◆ EXERCISE INSTRUCTIONS
Keep only the lines that hold the string "queued", filtering out the rest of the entries below.

◆ ENTRIES PROVIDED
-- Opening Marker --

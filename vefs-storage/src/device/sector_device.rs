//! Host-file ownership, archive headers and sealed-sector I/O.

use std::fs::{File, TryLockError};
use std::sync::atomic::{AtomicU64, Ordering};

use log::{debug, info};
use parking_lot::{Mutex, MutexGuard, RwLock};
use positioned_io::ReadAt;

use crate::constants::{
    ARCHIVE_HEADER_OFFSET, ARCHIVE_HEADER_SIZE, ARCHIVE_MAGIC, KEY_NONCE_SIZE,
    MAC_SIZE, PERSONALIZATION_AREA_SIZE, SECTOR_PAYLOAD_SIZE,
    SECTOR_SALT_SIZE, SECTOR_SIZE,
};
use crate::crypto::{
    ct_compare, domains, kdf, AtomicCounter, Counter, CryptoProvider,
    FileCryptoCtx,
};
use crate::device::header::{
    self, ArchiveHeader, MasterFileRecord, StaticHeader,
};
use crate::error::{Error, ErrorKind, Result, ResultExt};
use crate::id::SectorId;
use crate::tree::RootSectorInfo;
use crate::util::SecretBytes;

/// Ids beyond this would overflow the byte-offset computation.
const SECTOR_ID_LIMIT: u64 = u64::MAX / SECTOR_SIZE as u64;

/// Unencrypted prefix of an archive header slot: salt, mac, length.
const SLOT_PREFIX_SIZE: usize = SECTOR_SALT_SIZE + MAC_SIZE + 4;

/// Unencrypted prefix of the static header: magic, salt, mac, length.
const STATIC_PREFIX_SIZE: usize = 4 + SECTOR_SALT_SIZE + MAC_SIZE + 4;

/// Crypto context and tree root of one archive-internal file as recovered
/// from (or destined for) the rotating header.
pub struct MasterFileInfo {
    pub crypto_ctx: FileCryptoCtx,
    pub tree_info: RootSectorInfo,
}

/// Everything [`SectorDevice::open_existing`] / [`SectorDevice::create_new`]
/// recover from the master sector.
pub struct ArchiveOpening {
    pub device: SectorDevice,
    pub directory: MasterFileInfo,
    pub free_sector_index: MasterFileInfo,
}

impl std::fmt::Debug for ArchiveOpening {
    fn fmt(&self, f: &mut std::fmt::Formatter<'_>) -> std::fmt::Result {
        f.debug_struct("ArchiveOpening").finish_non_exhaustive()
    }
}

/// Owns the host file and the master secret; seals and opens sectors.
///
/// All sector I/O takes the size lock shared, `resize` takes it exclusive,
/// so the file never shrinks under an in-flight read.
pub struct SectorDevice {
    crypto: Box<dyn CryptoProvider>,
    file: File,

    size_sync: RwLock<()>,
    num_sectors: AtomicU64,

    master_secret: SecretBytes<64>,
    static_header_write_counter: Mutex<Counter>,
    session_salt: [u8; 16],
    archive_secret_counter: AtomicCounter,
    journal_counter: AtomicCounter,
    erase_counter: AtomicU64,

    // false = slot 0 active, true = slot 1 active
    active_slot: Mutex<bool>,

    personalization: Mutex<Box<[u8; PERSONALIZATION_AREA_SIZE]>>,
}
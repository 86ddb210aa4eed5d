//! Background worker pool for deferred archive maintenance.
//!
//! Virtual file erasure and similar cleanup runs off the calling thread. A
//! panicking task is caught at the pool boundary and reported as a failure;
//! it never unwinds into the archive.

use std::panic::{catch_unwind, AssertUnwindSafe};
use std::sync::atomic::{AtomicUsize, Ordering};
use std::sync::Arc;
use std::thread::JoinHandle;

use crossbeam_channel::{unbounded, Receiver, Sender};
use log::error;
use parking_lot::{Condvar, Mutex};

type Task = Box<dyn FnOnce() + Send + 'static>;

struct PoolShared {
    pending: AtomicUsize,
    idle: Mutex<()>,
    drained: Condvar,
}

/// Fixed-size thread pool; dropping it drains all queued work.
pub struct WorkerPool {
    sender: Option<Sender<Task>>,
    workers: Vec<JoinHandle<()>>,
    shared: Arc<PoolShared>,
}

impl WorkerPool {
    pub fn new(num_workers: usize) -> Self {
        let (sender, receiver): (Sender<Task>, Receiver<Task>) = unbounded();
        let shared = Arc::new(PoolShared {
            pending: AtomicUsize::new(0),
            idle: Mutex::new(()),
            drained: Condvar::new(),
        });

        let workers = (0..num_workers.max(1))
            .map(|worker| {
                let receiver = receiver.clone();
                let shared = Arc::clone(&shared);
                std::thread::Builder::new()
                    .name(format!("vefs-worker-{worker}"))
                    .spawn(move || {
                        while let Ok(task) = receiver.recv() {
                            if catch_unwind(AssertUnwindSafe(task)).is_err() {
                                error!("a background archive task panicked");
                            }
                            if shared.pending.fetch_sub(1, Ordering::AcqRel)
                                == 1
                            {
                                let _guard = shared.idle.lock();
                                shared.drained.notify_all();
                            }
                        }
                    })
                    .expect("spawning a worker thread")
            })
            .collect();

        WorkerPool {
            sender: Some(sender),
            workers,
            shared,
        }
    }

    pub fn execute(&self, task: impl FnOnce() + Send + 'static) {
        self.shared.pending.fetch_add(1, Ordering::AcqRel);
        self.sender
            .as_ref()
            .expect("pool is alive")
            .send(Box::new(task))
            .expect("workers outlive the queue");
    }

    /// Blocks until every queued task has finished.
    pub fn wait(&self) {
        let mut guard = self.shared.idle.lock();
        while self.shared.pending.load(Ordering::Acquire) != 0 {
            self.shared.drained.wait(&mut guard);
        }
    }
}

impl Drop for WorkerPool {
    fn drop(&mut self) {
        self.wait();
        self.sender.take();
        for worker in self.workers.drain(..) {
            let _ = worker.join();
        }
    }
}

#[cfg(test)]
mod tests {
    use super::*;

    #[test]
    fn wait_blocks_until_tasks_finish() {
        let pool = WorkerPool::new(2);
        let counter = Arc::new(AtomicUsize::new(0));
        for _ in 0..16 {
            let counter = Arc::clone(&counter);
            pool.execute(move || {
                counter.fetch_add(1, Ordering::Relaxed);
            });
        }
        pool.wait();
        assert_eq!(counter.load(Ordering::Relaxed), 16);
    }

    #[test]
    fn panicking_tasks_do_not_kill_the_pool() {
        let pool = WorkerPool::new(1);
        pool.execute(|| panic!("task failure"));
        pool.wait();

        let done = Arc::new(AtomicUsize::new(0));
        let probe = Arc::clone(&done);
        pool.execute(move || {
            probe.fetch_add(1, Ordering::Relaxed);
        });
        pool.wait();
        assert_eq!(done.load(Ordering::Relaxed), 1);
    }
}
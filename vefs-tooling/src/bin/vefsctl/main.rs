use std::fs::File;
use std::io::{Read, Write};
use std::path::PathBuf;
use std::process::ExitCode;

use anyhow::{anyhow, Context, Result};
use clap::{Arg, ArgMatches, Command};
use log::error;

use vefs::{Archive, BackupMode, CreationMode, OpenMode};
use vefs_tooling::user_prk_from_passphrase;

fn cli() -> Command<'static> {
    Command::new("vefsctl")
        .version("0.7")
        .about("Inspect and manipulate vefs archives")
        .subcommand_required(true)
        .arg(
            Arg::new("archive")
                .long("archive")
                .short('a')
                .help("Path to the archive file.")
                .takes_value(true)
                .required(true),
        )
        .arg(
            Arg::new("passphrase")
                .long("passphrase")
                .short('p')
                .help("Passphrase the user key is derived from.")
                .takes_value(true)
                .required(true),
        )
        .subcommand(Command::new("create").about("Create a new empty archive."))
        .subcommand(Command::new("ls").about("List the files in the archive."))
        .subcommand(
            Command::new("put")
                .about("Copy a host file into the archive.")
                .arg(Arg::new("source").required(true))
                .arg(Arg::new("dest").required(true)),
        )
        .subcommand(
            Command::new("get")
                .about("Copy an archived file out to the host.")
                .arg(Arg::new("source").required(true))
                .arg(Arg::new("dest").required(true)),
        )
        .subcommand(
            Command::new("rm")
                .about("Remove a file from the archive.")
                .arg(Arg::new("path").required(true)),
        )
        .subcommand(
            Command::new("query")
                .about("Show metadata of an archived file.")
                .arg(Arg::new("path").required(true)),
        )
        .subcommand(
            Command::new("extract-all")
                .about("Extract every file below a target directory.")
                .arg(Arg::new("target").required(true)),
        )
        .subcommand(
            Command::new("validate")
                .about("Check that every stored sector still authenticates."),
        )
        .subcommand(
            Command::new("purge")
                .about("Replace corrupted sectors with zeroes.")
                .arg(
                    Arg::new("no-backup")
                        .long("no-backup")
                        .help("Delete the damaged original instead of keeping a .bak copy."),
                ),
        )
}

fn open_archive(
    matches: &ArgMatches,
    user_prk: &[u8; 32],
    mode: CreationMode,
) -> Result<Archive> {
    let path: PathBuf = matches
        .value_of("archive")
        .expect("archive is required")
        .into();
    Archive::open(&path, user_prk, mode)
        .with_context(|| format!("could not open archive {}", path.display()))
}

fn run(matches: &ArgMatches) -> Result<()> {
    let user_prk = user_prk_from_passphrase(
        matches.value_of("passphrase").expect("passphrase is required"),
    );
    let archive_path: PathBuf = matches
        .value_of("archive")
        .expect("archive is required")
        .into();

    match matches.subcommand() {
        Some(("create", _)) => {
            let archive = open_archive(
                matches,
                &user_prk,
                CreationMode::OnlyIfNotExist,
            )?;
            archive.commit()?;
            println!("created {}", archive_path.display());
        }
        Some(("ls", _)) => {
            let archive = open_archive(
                matches,
                &user_prk,
                CreationMode::OpenExisting,
            )?;
            let mut files = archive.list_files();
            files.sort();
            for path in files {
                let size = archive.query(&path)?.size;
                println!("{size:>12}  {path}");
            }
        }
        Some(("put", sub)) => {
            let source = sub.value_of("source").expect("source is required");
            let dest = sub.value_of("dest").expect("dest is required");

            let mut data = Vec::new();
            File::open(source)
                .with_context(|| format!("could not open {source}"))?
                .read_to_end(&mut data)?;

            let archive =
                open_archive(matches, &user_prk, CreationMode::IfNeeded)?;
            let file = archive.open_file(
                dest,
                OpenMode::read_write()
                    | OpenMode::CREATE
                    | OpenMode::TRUNCATE,
            )?;
            archive.write(&file, &data, 0)?;
            archive.commit()?;
            println!("stored {} bytes at {dest}", data.len());
        }
        Some(("get", sub)) => {
            let source = sub.value_of("source").expect("source is required");
            let dest = sub.value_of("dest").expect("dest is required");

            let archive = open_archive(
                matches,
                &user_prk,
                CreationMode::OpenExisting,
            )?;
            let file = archive.open_file(source, OpenMode::READ)?;
            let mut out = File::create(dest)
                .with_context(|| format!("could not create {dest}"))?;
            file.extract(&mut out)?;
            out.flush()?;
            println!(
                "extracted {} bytes to {dest}",
                archive.maximum_extent_of(&file)
            );
        }
        Some(("rm", sub)) => {
            let path = sub.value_of("path").expect("path is required");
            let archive = open_archive(
                matches,
                &user_prk,
                CreationMode::OpenExisting,
            )?;
            archive.erase(path)?;
            archive.commit()?;
            println!("removed {path}");
        }
        Some(("query", sub)) => {
            let path = sub.value_of("path").expect("path is required");
            let archive = open_archive(
                matches,
                &user_prk,
                CreationMode::OpenExisting,
            )?;
            let result = archive.query(path)?;
            println!("{path}: {} bytes, modes {:?}", result.size, result.allowed_modes);
        }
        Some(("extract-all", sub)) => {
            let target = sub.value_of("target").expect("target is required");
            let archive = open_archive(
                matches,
                &user_prk,
                CreationMode::OpenExisting,
            )?;
            archive.extract_all(target)?;
            println!("extracted archive below {target}");
        }
        Some(("validate", _)) => {
            Archive::validate(&archive_path, &user_prk)?;
            println!("archive is intact");
        }
        Some(("purge", sub)) => {
            let backup_mode = if sub.is_present("no-backup") {
                BackupMode::Delete
            } else {
                BackupMode::CloneExtents
            };
            Archive::purge_corruption(&archive_path, &user_prk, backup_mode)?;
            println!("purged corrupted sectors");
        }
        Some((unknown, _)) => {
            return Err(anyhow!("unknown subcommand '{unknown}'"));
        }
        None => unreachable!("subcommand_required is set"),
    }
    Ok(())
}

fn main() -> ExitCode {
    env_logger::init();

    let matches = cli().get_matches();
    match run(&matches) {
        Ok(()) => ExitCode::SUCCESS,
        Err(err) => {
            error!("{err:#}");
            ExitCode::FAILURE
        }
    }
}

-- Closing Marker --

◆ WRITTEN ANSWER
/// Fixed-size thread pool; dropping it drains all queued work.
    /// Blocks until every queued task has finished.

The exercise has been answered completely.